Task statement:
Wherever a line in the data below holds "opacity", copy that line.

↓

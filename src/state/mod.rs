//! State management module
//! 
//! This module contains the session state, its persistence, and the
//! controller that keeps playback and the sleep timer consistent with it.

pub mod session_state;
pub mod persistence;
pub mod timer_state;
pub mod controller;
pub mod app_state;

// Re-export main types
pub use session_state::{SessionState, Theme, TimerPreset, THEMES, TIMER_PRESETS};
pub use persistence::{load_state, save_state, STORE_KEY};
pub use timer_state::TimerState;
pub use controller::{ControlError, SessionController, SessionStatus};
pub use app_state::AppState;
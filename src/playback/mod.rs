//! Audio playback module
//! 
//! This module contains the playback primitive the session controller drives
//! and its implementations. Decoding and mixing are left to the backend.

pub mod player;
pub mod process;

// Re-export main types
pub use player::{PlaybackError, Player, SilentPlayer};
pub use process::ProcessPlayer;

↑
↓

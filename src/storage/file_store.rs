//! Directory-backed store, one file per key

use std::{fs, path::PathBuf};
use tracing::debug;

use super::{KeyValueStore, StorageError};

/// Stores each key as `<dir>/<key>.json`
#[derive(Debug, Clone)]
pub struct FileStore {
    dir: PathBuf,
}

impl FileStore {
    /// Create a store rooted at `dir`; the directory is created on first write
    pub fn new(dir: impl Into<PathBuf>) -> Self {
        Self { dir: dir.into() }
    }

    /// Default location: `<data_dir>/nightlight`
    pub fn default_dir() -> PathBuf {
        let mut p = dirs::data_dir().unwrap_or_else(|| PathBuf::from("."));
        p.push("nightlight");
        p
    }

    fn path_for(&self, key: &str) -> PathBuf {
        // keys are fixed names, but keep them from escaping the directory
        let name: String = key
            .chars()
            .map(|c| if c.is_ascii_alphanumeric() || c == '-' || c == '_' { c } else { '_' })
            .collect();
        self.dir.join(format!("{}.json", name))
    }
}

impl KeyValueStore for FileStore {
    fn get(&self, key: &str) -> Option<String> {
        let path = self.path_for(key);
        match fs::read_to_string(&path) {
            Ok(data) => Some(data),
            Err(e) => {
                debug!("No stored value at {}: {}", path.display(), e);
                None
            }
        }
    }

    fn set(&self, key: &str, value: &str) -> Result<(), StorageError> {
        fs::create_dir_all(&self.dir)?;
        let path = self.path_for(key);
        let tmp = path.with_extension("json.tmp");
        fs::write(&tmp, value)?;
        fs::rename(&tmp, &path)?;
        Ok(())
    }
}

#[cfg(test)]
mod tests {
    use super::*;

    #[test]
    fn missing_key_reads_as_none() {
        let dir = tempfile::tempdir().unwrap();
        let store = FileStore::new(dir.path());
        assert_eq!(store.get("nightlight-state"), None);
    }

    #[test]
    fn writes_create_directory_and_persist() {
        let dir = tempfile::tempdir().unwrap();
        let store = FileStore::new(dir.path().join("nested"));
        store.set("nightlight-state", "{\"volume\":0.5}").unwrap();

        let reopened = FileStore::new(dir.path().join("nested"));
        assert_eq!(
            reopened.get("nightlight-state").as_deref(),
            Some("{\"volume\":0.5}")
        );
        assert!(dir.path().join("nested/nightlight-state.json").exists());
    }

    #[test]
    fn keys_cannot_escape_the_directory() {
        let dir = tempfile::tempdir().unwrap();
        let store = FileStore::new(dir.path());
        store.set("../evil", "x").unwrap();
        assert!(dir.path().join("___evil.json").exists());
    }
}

↑
↓

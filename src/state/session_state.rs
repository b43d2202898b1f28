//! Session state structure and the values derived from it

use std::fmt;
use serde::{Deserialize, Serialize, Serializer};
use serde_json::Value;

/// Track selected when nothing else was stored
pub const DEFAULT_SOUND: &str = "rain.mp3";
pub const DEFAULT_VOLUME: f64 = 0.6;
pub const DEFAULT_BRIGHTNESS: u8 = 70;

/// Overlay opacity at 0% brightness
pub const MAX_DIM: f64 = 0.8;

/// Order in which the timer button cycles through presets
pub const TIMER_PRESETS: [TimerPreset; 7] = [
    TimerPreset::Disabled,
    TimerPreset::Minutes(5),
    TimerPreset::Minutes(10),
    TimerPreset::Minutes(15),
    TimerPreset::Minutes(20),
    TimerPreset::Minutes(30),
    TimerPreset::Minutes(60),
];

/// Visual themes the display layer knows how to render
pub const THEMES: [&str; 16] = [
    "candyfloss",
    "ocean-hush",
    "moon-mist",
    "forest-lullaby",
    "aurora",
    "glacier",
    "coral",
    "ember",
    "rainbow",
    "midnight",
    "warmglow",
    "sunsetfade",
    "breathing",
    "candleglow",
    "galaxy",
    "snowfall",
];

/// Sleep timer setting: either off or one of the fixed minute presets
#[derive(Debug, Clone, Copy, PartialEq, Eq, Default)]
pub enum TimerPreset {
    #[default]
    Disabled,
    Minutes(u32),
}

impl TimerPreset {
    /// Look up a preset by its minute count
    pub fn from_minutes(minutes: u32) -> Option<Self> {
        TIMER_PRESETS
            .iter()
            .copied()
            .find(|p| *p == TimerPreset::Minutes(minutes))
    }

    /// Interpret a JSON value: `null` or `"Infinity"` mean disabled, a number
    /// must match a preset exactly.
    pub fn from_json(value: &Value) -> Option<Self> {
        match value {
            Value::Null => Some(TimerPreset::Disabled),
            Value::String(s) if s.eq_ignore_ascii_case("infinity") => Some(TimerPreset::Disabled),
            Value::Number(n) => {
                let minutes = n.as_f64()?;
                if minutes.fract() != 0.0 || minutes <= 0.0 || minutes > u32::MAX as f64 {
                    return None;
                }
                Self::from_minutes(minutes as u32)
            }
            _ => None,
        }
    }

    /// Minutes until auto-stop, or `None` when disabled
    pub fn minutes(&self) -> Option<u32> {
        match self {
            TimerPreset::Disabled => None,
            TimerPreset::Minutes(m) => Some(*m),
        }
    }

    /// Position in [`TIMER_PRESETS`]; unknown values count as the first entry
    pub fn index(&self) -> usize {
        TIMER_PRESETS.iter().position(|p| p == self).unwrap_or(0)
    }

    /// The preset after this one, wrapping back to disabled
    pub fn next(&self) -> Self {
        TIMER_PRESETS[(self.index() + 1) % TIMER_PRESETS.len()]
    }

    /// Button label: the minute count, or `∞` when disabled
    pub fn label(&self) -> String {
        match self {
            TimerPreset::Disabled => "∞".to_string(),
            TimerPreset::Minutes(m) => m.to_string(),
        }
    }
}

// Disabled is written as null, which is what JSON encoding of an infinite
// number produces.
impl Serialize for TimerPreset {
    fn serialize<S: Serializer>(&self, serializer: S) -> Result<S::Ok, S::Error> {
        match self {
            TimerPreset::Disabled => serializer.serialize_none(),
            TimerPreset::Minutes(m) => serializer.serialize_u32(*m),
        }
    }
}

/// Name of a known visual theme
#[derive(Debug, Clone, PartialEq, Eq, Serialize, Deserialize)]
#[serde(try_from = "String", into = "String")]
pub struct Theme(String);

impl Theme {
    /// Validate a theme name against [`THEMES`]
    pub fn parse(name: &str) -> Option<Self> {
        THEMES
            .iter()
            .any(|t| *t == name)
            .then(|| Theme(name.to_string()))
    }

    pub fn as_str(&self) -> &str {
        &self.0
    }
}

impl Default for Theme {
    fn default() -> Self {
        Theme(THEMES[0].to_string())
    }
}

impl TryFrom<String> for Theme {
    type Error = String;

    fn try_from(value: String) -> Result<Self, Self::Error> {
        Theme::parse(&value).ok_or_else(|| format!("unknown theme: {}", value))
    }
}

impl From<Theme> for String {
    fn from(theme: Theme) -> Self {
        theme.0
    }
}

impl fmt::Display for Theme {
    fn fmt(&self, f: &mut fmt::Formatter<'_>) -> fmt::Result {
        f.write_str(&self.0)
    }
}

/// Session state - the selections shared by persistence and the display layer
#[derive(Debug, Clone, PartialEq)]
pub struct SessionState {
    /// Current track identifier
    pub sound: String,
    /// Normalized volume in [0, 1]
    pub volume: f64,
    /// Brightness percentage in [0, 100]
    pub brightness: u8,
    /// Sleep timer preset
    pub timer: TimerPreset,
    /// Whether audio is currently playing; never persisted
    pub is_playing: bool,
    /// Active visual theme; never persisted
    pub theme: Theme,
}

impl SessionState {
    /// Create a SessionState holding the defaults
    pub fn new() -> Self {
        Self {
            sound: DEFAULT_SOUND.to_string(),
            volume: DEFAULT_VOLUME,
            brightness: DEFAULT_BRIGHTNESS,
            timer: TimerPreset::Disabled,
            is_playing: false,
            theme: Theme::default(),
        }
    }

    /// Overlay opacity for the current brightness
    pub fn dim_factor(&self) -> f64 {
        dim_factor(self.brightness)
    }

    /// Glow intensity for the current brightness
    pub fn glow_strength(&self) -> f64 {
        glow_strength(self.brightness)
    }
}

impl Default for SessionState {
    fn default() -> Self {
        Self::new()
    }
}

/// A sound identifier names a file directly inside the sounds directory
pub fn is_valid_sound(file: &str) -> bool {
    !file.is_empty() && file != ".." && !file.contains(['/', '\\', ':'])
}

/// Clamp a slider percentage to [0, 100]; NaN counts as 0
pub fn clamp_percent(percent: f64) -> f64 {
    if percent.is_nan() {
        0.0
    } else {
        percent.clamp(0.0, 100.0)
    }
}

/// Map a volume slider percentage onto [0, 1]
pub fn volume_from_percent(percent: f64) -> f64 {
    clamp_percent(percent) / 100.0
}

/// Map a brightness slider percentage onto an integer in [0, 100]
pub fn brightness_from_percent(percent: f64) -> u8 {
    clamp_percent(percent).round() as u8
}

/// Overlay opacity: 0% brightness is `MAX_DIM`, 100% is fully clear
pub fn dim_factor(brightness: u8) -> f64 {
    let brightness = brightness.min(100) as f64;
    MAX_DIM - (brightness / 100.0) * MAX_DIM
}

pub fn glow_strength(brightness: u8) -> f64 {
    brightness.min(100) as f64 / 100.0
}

↑

The completed task:
/// Overlay opacity at 0% brightness
    /// Overlay opacity for the current brightness
/// Overlay opacity: 0% brightness is `MAX_DIM`, 100% is fully clear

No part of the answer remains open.